(Collected data)
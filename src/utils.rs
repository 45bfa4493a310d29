/// Install a `tracing` subscriber printing to stderr.
///
/// The filter is read from `RUST_LOG` and defaults to `info` for this crate.
/// Calling this more than once is harmless; later calls do nothing.
#[cfg(feature = "logging")]
pub fn init_logging() -> anyhow::Result<()> {
    use tracing_subscriber::EnvFilter;
    use tracing_subscriber::layer::SubscriberExt;
    use tracing_subscriber::util::SubscriberInitExt;

    let filter = EnvFilter::try_from_default_env()
        .or_else(|_| EnvFilter::try_new("bundlecache=info"))?;

    let _ = tracing_subscriber::registry()
        .with(filter)
        .with(tracing_subscriber::fmt::layer().with_writer(std::io::stderr))
        .try_init();

    Ok(())
}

Exercise prompt -> Each line from the top of the data, up to and including the line that contains "pub fn init_logging()", should be set down exactly.

Completed exercise ->
filename src/utils.rs
repository 45bfa4493a310d29
/// Install a `tracing` subscriber printing to stderr.
///
/// The filter is read from `RUST_LOG` and defaults to `info` for this crate.
/// Calling this more than once is harmless; later calls do nothing.
#[cfg(feature = "logging")]
pub fn init_logging() -> anyhow::Result<()> {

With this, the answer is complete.